Background information
- Born: Aditi Paul 1 August 1979 (age 46) Kolkata, West Bengal, India
- Occupations: Indian Playback Singer; Live Performer;
- Years active: 2004–present
- Website: https://aditipaul.in/
- Musical career
- Genres: Pop; filmi; classical; Rock;
- Instrument: Vocals

= Aditi Paul =

Indian playback singer

Aditi Paul is an Indian playback singer.

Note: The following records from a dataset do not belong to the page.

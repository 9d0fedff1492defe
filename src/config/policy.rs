//! Exit code policy

use serde::{Deserialize, Serialize};

/// Whether a normal non-zero exit counts as a failure.
///
/// Signal deaths and spawn failures are failures under either policy.
#[derive(Debug, Clone, Copy, Default, Deserialize, Serialize, PartialEq, Eq)]
#[serde(rename_all = "lowercase")]
pub enum ExitCodePolicy {
    /// Non-zero exit is a failure
    #[default]
    Fail,
    /// Non-zero exit is treated like success
    Ignore,
}
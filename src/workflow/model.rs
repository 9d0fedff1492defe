//! Workflow data model: commands, stages and the concurrency limit

use std::fmt;
use thiserror::Error;

/// Default number of commands a concurrent stage may run at once
pub const DEFAULT_CONCURRENCY: usize = 4;

/// Errors raised while assembling a workflow
#[derive(Debug, Error, PartialEq, Eq)]
pub enum WorkflowError {
    #[error("workflow has no stages")]
    Empty,

    #[error("concurrent stage {index} has no commands")]
    EmptyStage { index: usize },

    #[error("concurrency limit must be at least 1")]
    ZeroConcurrency,
}

/// A shell command line, passed verbatim to the shell
#[derive(Debug, Clone, PartialEq, Eq, Hash)]
pub struct Command(String);

impl Command {
    pub fn new(line: impl Into<String>) -> Self {
        Self(line.into())
    }

    pub fn as_str(&self) -> &str {
        &self.0
    }
}

impl fmt::Display for Command {
    fn fmt(&self, f: &mut fmt::Formatter<'_>) -> fmt::Result {
        f.write_str(&self.0)
    }
}

impl From<&str> for Command {
    fn from(s: &str) -> Self {
        Self::new(s)
    }
}

impl From<String> for Command {
    fn from(s: String) -> Self {
        Self(s)
    }
}

/// One unit of a workflow
#[derive(Debug, Clone, PartialEq, Eq)]
pub enum Stage {
    /// A single command that must finish before anything else starts
    Sequential(Command),
    /// Independent commands run under the concurrency limit
    Concurrent(Vec<Command>),
}

impl Stage {
    pub fn kind(&self) -> &'static str {
        match self {
            Stage::Sequential(_) => "sequential",
            Stage::Concurrent(_) => "concurrent",
        }
    }

    pub fn commands(&self) -> &[Command] {
        match self {
            Stage::Sequential(cmd) => std::slice::from_ref(cmd),
            Stage::Concurrent(cmds) => cmds,
        }
    }
}

/// An ordered, non-empty list of stages
///
/// Fields are private so a workflow cannot change once built.
#[derive(Debug, Clone, PartialEq, Eq)]
pub struct Workflow {
    stages: Vec<Stage>,
}

impl Workflow {
    /// Build a workflow, rejecting empty workflows and empty concurrent stages
    pub fn new(stages: Vec<Stage>) -> Result<Self, WorkflowError> {
        if stages.is_empty() {
            return Err(WorkflowError::Empty);
        }
        for (index, stage) in stages.iter().enumerate() {
            if let Stage::Concurrent(cmds) = stage {
                if cmds.is_empty() {
                    return Err(WorkflowError::EmptyStage { index });
                }
            }
        }
        Ok(Self { stages })
    }

    pub fn stages(&self) -> &[Stage] {
        &self.stages
    }

    pub fn len(&self) -> usize {
        self.stages.len()
    }

    /// Total number of commands across all stages
    pub fn command_count(&self) -> usize {
        self.stages.iter().map(|s| s.commands().len()).sum()
    }
}

impl IntoIterator for Workflow {
    type Item = Stage;
    type IntoIter = std::vec::IntoIter<Stage>;

    fn into_iter(self) -> Self::IntoIter {
        self.stages.into_iter()
    }
}

/// Maximum number of commands of one concurrent stage running at once
#[derive(Debug, Clone, Copy, PartialEq, Eq)]
pub struct ConcurrencyLimit(usize);

impl ConcurrencyLimit {
    pub fn new(limit: usize) -> Result<Self, WorkflowError> {
        if limit == 0 {
            return Err(WorkflowError::ZeroConcurrency);
        }
        Ok(Self(limit))
    }

    pub fn get(self) -> usize {
        self.0
    }
}

impl Default for ConcurrencyLimit {
    fn default() -> Self {
        Self(DEFAULT_CONCURRENCY)
    }
}

impl fmt::Display for ConcurrencyLimit {
    fn fmt(&self, f: &mut fmt::Formatter<'_>) -> fmt::Result {
        write!(f, "{}", self.0)
    }
}
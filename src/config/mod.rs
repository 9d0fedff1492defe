//! Configuration types and loading for stagerun

mod loader;
mod policy;
mod workflow;

pub use loader::{StagerunConfig, load_workflow_file};
pub use policy::ExitCodePolicy;
pub use workflow::WorkflowConfig;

She is the playback voice behind the song Ang Laga De Re From the Hindi movie Goliyon Ki Raasleela Ram-Leela, Veeron ke Veer Aa from Baahubali 2: The Conclusion, En Kadhaal from Tamil film Vaaraayo Vennilaave, En Mannava (Tamil Version) and Vo Manmadhaa (Telugu Version) from Rajinikanth starrer multilingual film Lingaa under the music direction of A. R. Rahman, Beliya from the film Mehrunisa V Lub U (Duet With Armaan Malik), Nadaniyan Kar Jati Hain, Khwabon Ko Ankhon Mein and anha Tanha Ghum Ke Dhunde Dil (Duet with Jubin Nautiyal) from the film Dil Jo Na Keh Saka and many more. In the debut season of Indian Idol in 2004, Aditi Paul was among the top 10 leading participants. She performs Live regularly in India and Abroad with her band.